─── Information shown
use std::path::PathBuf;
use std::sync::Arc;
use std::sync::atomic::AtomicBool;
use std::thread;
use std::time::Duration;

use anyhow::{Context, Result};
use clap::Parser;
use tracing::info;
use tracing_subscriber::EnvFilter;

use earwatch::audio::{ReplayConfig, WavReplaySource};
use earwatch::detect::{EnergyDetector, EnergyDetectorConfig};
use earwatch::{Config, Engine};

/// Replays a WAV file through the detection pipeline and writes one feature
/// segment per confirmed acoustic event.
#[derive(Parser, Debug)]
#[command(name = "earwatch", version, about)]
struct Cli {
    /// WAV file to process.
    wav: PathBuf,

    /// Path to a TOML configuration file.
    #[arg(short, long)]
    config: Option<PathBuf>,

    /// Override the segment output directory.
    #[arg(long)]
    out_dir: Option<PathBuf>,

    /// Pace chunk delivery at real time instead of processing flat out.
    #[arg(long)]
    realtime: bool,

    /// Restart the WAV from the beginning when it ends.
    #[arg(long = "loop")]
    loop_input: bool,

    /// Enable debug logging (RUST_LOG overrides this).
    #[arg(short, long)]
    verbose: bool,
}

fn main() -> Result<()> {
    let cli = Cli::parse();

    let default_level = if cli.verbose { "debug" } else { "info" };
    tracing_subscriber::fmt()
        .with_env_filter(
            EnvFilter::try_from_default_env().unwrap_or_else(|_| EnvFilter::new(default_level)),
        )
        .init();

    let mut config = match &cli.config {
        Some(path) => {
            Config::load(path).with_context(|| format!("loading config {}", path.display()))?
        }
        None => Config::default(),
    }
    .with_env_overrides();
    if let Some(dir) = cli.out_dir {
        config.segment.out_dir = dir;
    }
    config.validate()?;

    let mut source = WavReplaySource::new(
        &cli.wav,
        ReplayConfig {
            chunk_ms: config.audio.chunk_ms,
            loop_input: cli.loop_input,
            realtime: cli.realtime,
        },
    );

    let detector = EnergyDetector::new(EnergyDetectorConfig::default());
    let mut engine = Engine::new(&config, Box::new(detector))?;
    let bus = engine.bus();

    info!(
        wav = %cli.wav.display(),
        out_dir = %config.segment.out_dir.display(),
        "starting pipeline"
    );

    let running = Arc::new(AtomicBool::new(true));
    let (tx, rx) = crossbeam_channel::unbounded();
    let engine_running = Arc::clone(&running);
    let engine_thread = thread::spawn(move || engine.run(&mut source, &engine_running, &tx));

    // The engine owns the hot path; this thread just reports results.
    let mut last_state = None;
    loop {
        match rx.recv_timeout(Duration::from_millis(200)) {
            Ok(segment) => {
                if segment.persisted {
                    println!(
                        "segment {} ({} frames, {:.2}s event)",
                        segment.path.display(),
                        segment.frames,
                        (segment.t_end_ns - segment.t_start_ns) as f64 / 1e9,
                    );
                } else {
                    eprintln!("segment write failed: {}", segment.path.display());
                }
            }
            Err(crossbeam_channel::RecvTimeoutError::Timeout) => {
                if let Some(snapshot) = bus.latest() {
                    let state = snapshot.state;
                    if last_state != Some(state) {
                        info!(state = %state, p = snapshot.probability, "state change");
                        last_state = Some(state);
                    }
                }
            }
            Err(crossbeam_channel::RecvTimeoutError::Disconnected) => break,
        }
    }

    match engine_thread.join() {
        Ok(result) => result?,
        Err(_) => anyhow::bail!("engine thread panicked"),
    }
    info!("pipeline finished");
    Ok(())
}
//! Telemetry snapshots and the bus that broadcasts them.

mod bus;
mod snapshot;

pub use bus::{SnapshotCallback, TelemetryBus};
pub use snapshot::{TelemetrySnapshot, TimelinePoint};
──────
### [Task requirements]
For each line shown above, write an exact copy.

### [Task answer]
use std::path::PathBuf;
use std::sync::Arc;
use std::sync::atomic::AtomicBool;
use std::thread;
use std::time::Duration;

use anyhow::{Context, Result};
use clap::Parser;
use tracing::info;
use tracing_subscriber::EnvFilter;

use earwatch::audio::{ReplayConfig, WavReplaySource};
use earwatch::detect::{EnergyDetector, EnergyDetectorConfig};
use earwatch::{Config, Engine};

/// Replays a WAV file through the detection pipeline and writes one feature
/// segment per confirmed acoustic event.
#[derive(Parser, Debug)]
#[command(name = "earwatch", version, about)]
struct Cli {
    /// WAV file to process.
    wav: PathBuf,

    /// Path to a TOML configuration file.
    #[arg(short, long)]
    config: Option<PathBuf>,

    /// Override the segment output directory.
    #[arg(long)]
    out_dir: Option<PathBuf>,

    /// Pace chunk delivery at real time instead of processing flat out.
    #[arg(long)]
    realtime: bool,

    /// Restart the WAV from the beginning when it ends.
    #[arg(long = "loop")]
    loop_input: bool,

    /// Enable debug logging (RUST_LOG overrides this).
    #[arg(short, long)]
    verbose: bool,
}

fn main() -> Result<()> {
    let cli = Cli::parse();

    let default_level = if cli.verbose { "debug" } else { "info" };
    tracing_subscriber::fmt()
        .with_env_filter(
            EnvFilter::try_from_default_env().unwrap_or_else(|_| EnvFilter::new(default_level)),
        )
        .init();

    let mut config = match &cli.config {
        Some(path) => {
            Config::load(path).with_context(|| format!("loading config {}", path.display()))?
        }
        None => Config::default(),
    }
    .with_env_overrides();
    if let Some(dir) = cli.out_dir {
        config.segment.out_dir = dir;
    }
    config.validate()?;

    let mut source = WavReplaySource::new(
        &cli.wav,
        ReplayConfig {
            chunk_ms: config.audio.chunk_ms,
            loop_input: cli.loop_input,
            realtime: cli.realtime,
        },
    );

    let detector = EnergyDetector::new(EnergyDetectorConfig::default());
    let mut engine = Engine::new(&config, Box::new(detector))?;
    let bus = engine.bus();

    info!(
        wav = %cli.wav.display(),
        out_dir = %config.segment.out_dir.display(),
        "starting pipeline"
    );

    let running = Arc::new(AtomicBool::new(true));
    let (tx, rx) = crossbeam_channel::unbounded();
    let engine_running = Arc::clone(&running);
    let engine_thread = thread::spawn(move || engine.run(&mut source, &engine_running, &tx));

    // The engine owns the hot path; this thread just reports results.
    let mut last_state = None;
    loop {
        match rx.recv_timeout(Duration::from_millis(200)) {
            Ok(segment) => {
                if segment.persisted {
                    println!(
                        "segment {} ({} frames, {:.2}s event)",
                        segment.path.display(),
                        segment.frames,
                        (segment.t_end_ns - segment.t_start_ns) as f64 / 1e9,
                    );
                } else {
                    eprintln!("segment write failed: {}", segment.path.display());
                }
            }
            Err(crossbeam_channel::RecvTimeoutError::Timeout) => {
                if let Some(snapshot) = bus.latest() {
                    let state = snapshot.state;
                    if last_state != Some(state) {
                        info!(state = %state, p = snapshot.probability, "state change");
                        last_state = Some(state);
                    }
                }
            }
            Err(crossbeam_channel::RecvTimeoutError::Disconnected) => break,
        }
    }

    match engine_thread.join() {
        Ok(result) => result?,
        Err(_) => anyhow::bail!("engine thread panicked"),
    }
    info!("pipeline finished");
    Ok(())
}
//! Telemetry snapshots and the bus that broadcasts them.

mod bus;
mod snapshot;

pub use bus::{SnapshotCallback, TelemetryBus};
pub use snapshot::{TelemetrySnapshot, TimelinePoint};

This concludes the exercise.